Lesson 8
Equal and Equivalent
Let's use diagrams to figure out which expressions are equivalent and which are just sometimes equal.
8.1: Algebra Talk: Solving Equations by Seeing Structure
Find a solution to each equation mentally.
\(3 + x = 8\)
\(10 = 12  x\)
\(x^2 = 49\)
\(\frac13 x = 6\)
8.2: Using Diagrams to Show That Expressions are Equivalent
Here is a diagram of \(x+2\) and \(3x\) when \(x\) is 4. Notice that the two diagrams are lined up on their left sides.
In each of your drawings below, line up the diagrams on one side.

Draw a diagram of \(x+2\), and a separate diagram of \(3x\), when \(x\) is 3.

Draw a diagram of \(x+2\), and a separate diagram of \(3x\), when \(x\) is 2.

Draw a diagram of \(x+2\), and a separate diagram of \(3x\), when \(x\) is 1.

Draw a diagram of \(x+2\), and a separate diagram of \(3x\), when \(x\) is 0.
 When are \(x+2\) and \(3x\) equal? When are they not equal? Use your diagrams to explain.

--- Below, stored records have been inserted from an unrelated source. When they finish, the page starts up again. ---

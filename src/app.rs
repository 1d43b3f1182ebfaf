//! Root application module.
//!
//! Contains the main App component, AppContext definition, BrowserState,
//! and application-level setup logic following Leptos conventions.

use leptos::prelude::*;
use wasm_bindgen_futures::spawn_local;

use crate::api;
use crate::components::AppRouter;
use crate::config::RELOAD_LISTING_AFTER_UPLOAD;
use crate::core::FolderSession;
use crate::models::{AppRoute, Feedback};

// ============================================================================
// BrowserState
// ============================================================================

/// Browser state managed with Leptos signals.
///
/// Owns the folder session and the feedback slots for the two mutating
/// controls. All async work funnels through the methods here so that every
/// state write goes through the session's staleness check.
///
/// # Note
///
/// This struct is `Copy` because all fields are Leptos signals, which are
/// cheap to copy (they're just pointers to the underlying reactive state).
#[derive(Clone, Copy)]
pub struct BrowserState {
    /// Load lifecycle of the folder addressed by the current route.
    pub session: RwSignal<FolderSession>,
    /// Outcome of the last folder creation attempt, shown by its form.
    pub create_feedback: RwSignal<Option<Feedback>>,
    /// Outcome of the last upload attempt, shown by the upload zone.
    pub upload_feedback: RwSignal<Option<Feedback>>,
}

impl BrowserState {
    /// Creates a new browser state awaiting the first load of the root
    /// folder.
    pub fn new() -> Self {
        Self {
            session: RwSignal::new(FolderSession::new()),
            create_feedback: RwSignal::new(None),
            upload_feedback: RwSignal::new(None),
        }
    }

    /// Starts a load cycle for `folder` (`None` = root) and settles the
    /// session with its outcome.
    ///
    /// Navigating again while the fetch is in flight supersedes the cycle;
    /// the late response is then dropped before any signal write, so it can
    /// neither overwrite newer state nor re-render anything.
    pub fn load(&self, folder: Option<String>) {
        self.create_feedback.set(None);
        self.upload_feedback.set(None);

        let session = self.session;
        let Some(ticket) = session.try_update(|current| current.begin(folder.clone())) else {
            return;
        };

        spawn_local(async move {
            let result = api::fetch_listing(folder.as_deref()).await;

            // The staleness check runs untracked and before `update`, so a
            // superseded response causes no subscriber notification at all.
            if !session.with_untracked(|current| current.is_current(&ticket)) {
                return;
            }
            session.update(|current| {
                current.settle(&ticket, result);
            });
        });
    }

    /// Reloads the folder the session is currently bound to.
    pub fn reload(&self) {
        let folder = self
            .session
            .with_untracked(|current| current.folder().map(str::to_string));
        self.load(folder);
    }

    /// Creates a folder under the current one and navigates into it.
    ///
    /// Only emptiness is checked locally; every other name is the backend's
    /// call. On success the route change triggers a fresh load of the new
    /// folder. On failure the current listing stays untouched and the error
    /// surfaces next to the create form.
    pub fn create_folder(&self, name: String) {
        let name = name.trim().to_string();
        if name.is_empty() {
            self.create_feedback
                .set(Some(Feedback::error("Name cannot be empty")));
            return;
        }

        let state = *self;
        let parent = self
            .session
            .with_untracked(|current| current.folder().map(str::to_string));

        spawn_local(async move {
            match api::create_folder(parent.as_deref(), &name).await {
                Ok(created) => {
                    state.create_feedback.set(None);
                    AppRoute::Folder { id: created.id }.push();
                }
                Err(error) => {
                    state.create_feedback.set(Some(Feedback::error(format!(
                        "Could not create folder: {}",
                        error
                    ))));
                }
            }
        });
    }

    /// Uploads `files` into the current folder as one multipart request.
    ///
    /// The listing is not refreshed afterwards unless
    /// [`RELOAD_LISTING_AFTER_UPLOAD`] says so; a failure leaves the session
    /// untouched and surfaces next to the upload zone.
    pub fn upload_files(&self, files: Vec<web_sys::File>) {
        if files.is_empty() {
            return;
        }

        let state = *self;
        let folder = self
            .session
            .with_untracked(|current| current.folder().map(str::to_string));

        spawn_local(async move {
            match api::upload_files(folder.as_deref(), &files).await {
                Ok(()) => {
                    #[cfg(target_arch = "wasm32")]
                    web_sys::console::log_1(&format!("Uploaded {} file(s)", files.len()).into());
                    // Reload first: starting a load clears both feedback
                    // slots, and the success note should survive it.
                    if RELOAD_LISTING_AFTER_UPLOAD {
                        state.reload();
                    }
                    state.upload_feedback.set(Some(Feedback::success(format!(
                        "Uploaded {} file(s)",
                        files.len()
                    ))));
                }
                Err(error) => {
                    #[cfg(target_arch = "wasm32")]
                    web_sys::console::warn_1(&format!("Upload failed: {}", error).into());
                    state
                        .upload_feedback
                        .set(Some(Feedback::error(format!("Upload failed: {}", error))));
                }
            }
        });
    }
}

impl Default for BrowserState {
    fn default() -> Self {
        Self::new()
    }
}

// ============================================================================
// AppContext
// ============================================================================

/// Application-wide reactive context.
///
/// This context is provided at the root of the component tree and can be
/// accessed from any child component using `use_context::<AppContext>()`.
#[derive(Clone, Copy)]
pub struct AppContext {
    /// Folder browsing state (session, mutation feedback).
    pub browser: BrowserState,
}

impl AppContext {
    /// Creates a new application context with default state.
    pub fn new() -> Self {
        Self {
            browser: BrowserState::new(),
        }
    }
}

impl Default for AppContext {
    fn default() -> Self {
        Self::new()
    }
}

/// Root application component with error boundary.
///
/// This component:
/// - Creates and provides the global AppContext
/// - Wraps the app in an ErrorBoundary for graceful error handling
/// - Renders the hash router
#[component]
pub fn App() -> impl IntoView {
    // Create and provide application context
    let ctx = AppContext::new();
    provide_context(ctx);

    view! {
        <ErrorBoundary
            fallback=|errors| view! {
                <div style="
                    display: flex;
                    flex-direction: column;
                    align-items: center;
                    justify-content: center;
                    height: 100vh;
                    padding: 2rem;
                    background: #f6f7f9;
                    color: #2b2f36;
                    font-family: sans-serif;
                ">
                    <div style="
                        max-width: 600px;
                        text-align: center;
                    ">
                        <h1 style="color: #c0392b; margin-bottom: 1rem;">
                            "Something went wrong"
                        </h1>
                        <p style="color: #6c7a89; margin-bottom: 2rem;">
                            "An unexpected error occurred. Please try reloading the page."
                        </p>
                        <details style="
                            text-align: left;
                            background: #ffffff;
                            padding: 1rem;
                            border-radius: 4px;
                            margin-bottom: 1rem;
                        ">
                            <summary style="cursor: pointer; color: #6c7a89;">
                                "Error details"
                            </summary>
                            <ul style="
                                margin: 1rem 0 0 0;
                                padding-left: 1.5rem;
                                color: #c0392b;
                                font-size: 0.9rem;
                            ">
                                {move || errors.get()
                                    .into_iter()
                                    .map(|(_, e)| view! { <li>{e.to_string()}</li> })
                                    .collect::<Vec<_>>()
                                }
                            </ul>
                        </details>
                        <button
                            on:click=move |_| {
                                if let Some(window) = web_sys::window() {
                                    let _ = window.location().reload();
                                }
                            }
                            style="
                                background: #4a90e2;
                                color: white;
                                border: none;
                                padding: 0.75rem 2rem;
                                border-radius: 4px;
                                cursor: pointer;
                                font-size: 1rem;
                            "
                        >
                            "Reload Page"
                        </button>
                    </div>
                </div>
            }
        >
            <AppRouter />
        </ErrorBoundary>
    }
}
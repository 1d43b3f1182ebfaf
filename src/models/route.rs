//! Hash-based routing for folder navigation.

/// Application routes for hash-based navigation.
/// URL format: `#/` for the root folder, `#/{folderId}` for any other folder.
#[derive(Clone, Debug, PartialEq, Eq)]
pub enum AppRoute {
    /// Root folder listing: `#/` or empty hash.
    Root,
    /// Listing of one folder: `#/{folderId}`.
    Folder {
        /// Opaque folder identifier assigned by the backend. Not validated
        /// client-side; an unknown identifier simply fails to load.
        id: String,
    },
}

impl AppRoute {
    /// Parse URL hash into a route.
    pub fn from_hash(hash: &str) -> Self {
        let id = hash.trim_start_matches('#').trim_start_matches('/');

        if id.is_empty() {
            return Self::Root;
        }

        Self::Folder { id: id.to_string() }
    }

    /// Convert the route to a URL hash.
    pub fn to_hash(&self) -> String {
        match self {
            Self::Root => "#/".to_string(),
            Self::Folder { id } => format!("#/{}", id),
        }
    }

    /// The folder identifier this route addresses (`None` = root).
    pub fn folder_id(&self) -> Option<&str> {
        match self {
            Self::Root => None,
            Self::Folder { id } => Some(id),
        }
    }

    /// Get the current route from the browser URL.
    pub fn current() -> Self {
        let hash = web_sys::window()
            .and_then(|w| w.location().hash().ok())
            .unwrap_or_default();
        Self::from_hash(&hash)
    }

    /// Update the browser URL to match this route.
    ///
    /// Goes through `location.hash` rather than the history API: setting the
    /// hash fires `hashchange`, so programmatic navigation takes the same
    /// path through the router as back/forward and manual URL edits.
    pub fn push(&self) {
        if let Some(window) = web_sys::window() {
            let _ = window.location().set_hash(&self.to_hash());
        }
    }
}

#[cfg(test)]
mod tests {
    use super::*;

    #[test]
    fn test_route_parsing() {
        assert_eq!(AppRoute::from_hash(""), AppRoute::Root);
        assert_eq!(AppRoute::from_hash("#"), AppRoute::Root);
        assert_eq!(AppRoute::from_hash("#/"), AppRoute::Root);
        assert_eq!(
            AppRoute::from_hash("#/42"),
            AppRoute::Folder {
                id: "42".to_string(),
            }
        );
        // Identifiers are opaque; UUID-shaped ones pass through untouched
        assert_eq!(
            AppRoute::from_hash("#/550e8400-e29b-41d4-a716-446655440000"),
            AppRoute::Folder {
                id: "550e8400-e29b-41d4-a716-446655440000".to_string(),
            }
        );
    }

    #[test]
    fn test_route_to_hash() {
        assert_eq!(AppRoute::Root.to_hash(), "#/");
        assert_eq!(
            AppRoute::Folder {
                id: "99".to_string(),
            }
            .to_hash(),
            "#/99"
        );
    }

    #[test]
    fn test_route_round_trip() {
        for route in [
            AppRoute::Root,
            AppRoute::Folder {
                id: "42".to_string(),
            },
        ] {
            assert_eq!(AppRoute::from_hash(&route.to_hash()), route);
        }
    }

    #[test]
    fn test_folder_id() {
        assert_eq!(AppRoute::Root.folder_id(), None);
        assert_eq!(
            AppRoute::Folder {
                id: "42".to_string(),
            }
            .folder_id(),
            Some("42")
        );
    }
}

Draw a diagram of \(x+3\), and a separate diagram of \(3+x\).
 When are \(x+3\) and \(3+x\) equal? When are they not equal? Use your diagrams to explain.
8.3: Identifying Equivalent Expressions
Here is a list of expressions. Find any pairs of expressions that are equivalent. If you get stuck, try reasoning with diagrams.
\(a+3\)
\(a+a+a\)
\(a \div \frac13\)
\(a \boldcdot 3\)
\(\frac13 a\)
\(3a\)
\(\frac{a}{3}\)
\(1a\)
\(a\)
\(3+a\)
Below are four questions about equivalent expressions. For each one:
 Decide whether you think the expressions are equivalent.
 Test your guess by choosing numbers for \(x\) (and \(y\), if needed).
 Are \(\dfrac{x \boldcdot x \boldcdot x \boldcdot x}{x}\) and \(x \boldcdot x \boldcdot x\) equivalent expressions?
 Are \(\dfrac{x + x + x + x}{x}\) and \(x + x + x\) equivalent expressions?
 Are \(2(x+y)\) and \(2x + 2y\) equivalent expressions?
 Are \(2xy\) and \(2x \boldcdot 2y\) equivalent expressions?
Summary
We can use diagrams showing lengths of rectangles to see when expressions are equal. For example, the expressions \(x+9\) and \(4x\) are equal when \(x\) is 3, but are not equal for other values of \(x\).
Sometimes two expressions are equal for only one particular value of their variable. Other times, they seem to be equal no matter what the value of the variable.
Expressions that are always equal for the same value of their variable are called equivalent expressions. However, it would be impossible to test every possible value of the variable. How can we know for sure that expressions are equivalent? We use the meaning of operations and properties of operations to know that expressions are equivalent. Here are some examples:
 \(x+3\) is equivalent to \(3+x\) because of the commutative property of addition.
 \(4\boldcdot {y}\) is equivalent to \(y\boldcdot 4\) because of the commutative property of multiplication.
 \(a+a+a+a+a\) is equivalent to \(5\boldcdot {a}\) because adding 5 copies of something is the same as multiplying it by 5.
 \(b\div3\) is equivalent to \(b \boldcdot {\frac13}\) because dividing by a number is the same as multiplying by its reciprocal.
In the coming lessons, we will see how another property, the distributive property, can show that expressions are equivalent.
Glossary Entries
 equivalent expressions
Equivalent expressions are always equal to each other. If the expressions have variables, they are equal whenever the same value is used for the variable in each expression.
For example, \(3x+4x\) is equivalent to \(5x+2x\). No matter what value we use for \(x\), these expressions are always equal. When \(x\) is 3, both expressions equal 21. When \(x\) is 10, both expressions equal 70.